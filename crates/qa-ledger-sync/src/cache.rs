use std::collections::HashMap;
use std::hash::Hash;
use std::sync::{Arc, Mutex, MutexGuard, PoisonError};

type Slot<V> = Arc<Mutex<Option<V>>>;

/// In-memory identity map with single-flight resolution.
///
/// Concurrent `resolve` calls for different keys proceed in parallel; calls
/// for the same key serialize on that key's slot so the loader runs at most
/// once. Failed loads leave the slot empty and the next caller retries.
/// Entries are never evicted; `invalidate` is the only way to drop one.
pub struct IdentityCache<K, V> {
    slots: Mutex<HashMap<K, Slot<V>>>,
}

impl<K, V> Default for IdentityCache<K, V> {
    fn default() -> Self {
        Self { slots: Mutex::new(HashMap::new()) }
    }
}

impl<K, V> IdentityCache<K, V>
where
    K: Eq + Hash + Clone,
    V: Clone,
{
    #[must_use]
    pub fn new() -> Self {
        Self::default()
    }

    /// Return the cached value for `key`, running `load` on a miss.
    ///
    /// # Errors
    /// Propagates the loader's error; nothing is cached in that case.
    pub fn resolve<E>(&self, key: &K, load: impl FnOnce() -> Result<V, E>) -> Result<V, E> {
        let slot = self.slot(key);
        let mut value = lock(&slot);
        if let Some(cached) = value.as_ref() {
            return Ok(cached.clone());
        }

        let loaded = load()?;
        *value = Some(loaded.clone());
        Ok(loaded)
    }

    /// Replace the cached value, e.g. after a merge refreshed the row.
    pub fn insert(&self, key: &K, value: V) {
        *lock(&self.slot(key)) = Some(value);
    }

    #[must_use]
    pub fn get(&self, key: &K) -> Option<V> {
        let slot = lock(&self.slots).get(key).cloned()?;
        let value = lock(&slot);
        value.clone()
    }

    /// Drop the entry for `key`. Returns whether a resolved value was removed.
    pub fn invalidate(&self, key: &K) -> bool {
        let removed = lock(&self.slots).remove(key);
        removed.is_some_and(|slot| lock(&slot).is_some())
    }

    #[must_use]
    pub fn len(&self) -> usize {
        let slots = lock(&self.slots).values().cloned().collect::<Vec<_>>();
        slots.iter().filter(|slot| lock(slot).is_some()).count()
    }

    #[must_use]
    pub fn is_empty(&self) -> bool {
        self.len() == 0
    }

    fn slot(&self, key: &K) -> Slot<V> {
        Arc::clone(lock(&self.slots).entry(key.clone()).or_default())
    }
}

pub(crate) fn lock<T>(mutex: &Mutex<T>) -> MutexGuard<'_, T> {
    mutex.lock().unwrap_or_else(PoisonError::into_inner)
}

#[cfg(test)]
mod tests {
    use std::sync::atomic::{AtomicUsize, Ordering};
    use std::sync::Barrier;
    use std::thread;
    use std::time::Duration;

    use super::*;

    #[test]
    fn second_resolve_hits_the_map() -> Result<(), String> {
        let cache = IdentityCache::<String, i64>::new();
        let loads = AtomicUsize::new(0);
        let load = || {
            loads.fetch_add(1, Ordering::SeqCst);
            Ok::<_, String>(42)
        };

        assert_eq!(cache.resolve(&"QA-1".to_string(), load)?, 42);
        assert_eq!(cache.resolve(&"QA-1".to_string(), load)?, 42);
        assert_eq!(loads.load(Ordering::SeqCst), 1);
        assert_eq!(cache.get(&"QA-1".to_string()), Some(42));
        Ok(())
    }

    #[test]
    fn failed_loads_are_not_cached() {
        let cache = IdentityCache::<&str, i64>::new();
        assert_eq!(cache.resolve(&"QA-1", || Err("unreachable")), Err("unreachable"));
        assert!(cache.is_empty());
        assert_eq!(cache.resolve(&"QA-1", || Ok::<_, &str>(7)), Ok(7));
        assert_eq!(cache.len(), 1);
    }

    #[test]
    fn invalidate_forces_a_reload() -> Result<(), String> {
        let cache = IdentityCache::<&str, Option<i64>>::new();
        assert_eq!(cache.resolve(&"QA-9", || Ok::<_, String>(None))?, None);
        assert!(cache.invalidate(&"QA-9"));
        assert!(!cache.invalidate(&"QA-9"));
        assert_eq!(cache.resolve(&"QA-9", || Ok::<_, String>(Some(9)))?, Some(9));
        Ok(())
    }

    #[test]
    fn concurrent_resolves_of_one_key_load_once() {
        let cache = IdentityCache::<&str, usize>::new();
        let loads = AtomicUsize::new(0);
        let barrier = Barrier::new(8);

        let values = thread::scope(|scope| {
            let handles = (0..8)
                .map(|_| {
                    scope.spawn(|| {
                        barrier.wait();
                        cache.resolve(&"user:UNSET", || {
                            thread::sleep(Duration::from_millis(20));
                            Ok::<_, String>(loads.fetch_add(1, Ordering::SeqCst) + 100)
                        })
                    })
                })
                .collect::<Vec<_>>();
            handles.into_iter().map(|handle| handle.join()).collect::<Vec<_>>()
        });

        assert_eq!(loads.load(Ordering::SeqCst), 1);
        for value in values {
            assert!(matches!(value, Ok(Ok(100))));
        }
    }
}
//! Manager error types.

use {tokenvault_crypto::CryptoError, tokenvault_store::StoreError};

/// Errors produced by token manager operations.
///
/// Crypto and store failures bubble up unchanged; the variants here cover
/// the manager's own validation and verification rules.
#[derive(Debug, thiserror::Error)]
pub enum VaultError {
    #[error(transparent)]
    Crypto(#[from] CryptoError),

    #[error(transparent)]
    Store(#[from] StoreError),

    /// The same composite key appears more than once in one request.
    #[error("key {0} already present in request, accepting only the first occurrence")]
    DuplicateInRequest(String),

    /// The presented token does not equal the stored token. Carries the
    /// redacted presented token only.
    #[error("presented token does not match stored token: {0}")]
    TokenMismatch(String),

    /// The request shape violates composite-key rules.
    #[error("invalid request: {0}")]
    InvalidRequest(String),
}
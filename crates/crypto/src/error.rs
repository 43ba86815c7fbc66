//! Crypto error types.

/// Errors produced by encryption, decryption, and cipher material handling.
#[derive(Debug, thiserror::Error)]
pub enum CryptoError {
    /// The cipher material lacks its key or its IV.
    #[error("cipher material is missing its {0}")]
    CipherMissing(&'static str),

    /// The key is not a supported AES size, or the IV is not one block long.
    #[error("invalid cipher material: {0}")]
    CipherInvalid(String),

    /// The token is not valid base64, decodes to a length that is not a
    /// positive multiple of the block size, or does not unpad to UTF-8.
    #[error("malformed token: {0}")]
    TokenMalformed(String),

    /// The final padding byte is zero or larger than the block size.
    #[error("invalid token padding: padding length {0} outside block bounds")]
    PaddingInvalid(u8),

    /// The trailing padding bytes are not all equal to the padding length.
    #[error("invalid token padding: padding bytes are not homogeneous")]
    PaddingNotHomogeneous,

    /// Reading or writing the cipher material file failed.
    #[error("cipher material io: {0}")]
    MaterialIo(#[from] std::io::Error),

    /// The cipher material file exists but cannot be parsed.
    #[error("cipher material file malformed: {0}")]
    MaterialMalformed(String),
}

| INSTRUCTIONS FOR THE TASK |
Scan the entries above and copy each line where "loader" occurs.

| YOUR RESPONSE |
/// for the same key serialize on that key's slot so the loader runs at most
    /// Propagates the loader's error; nothing is cached in that case.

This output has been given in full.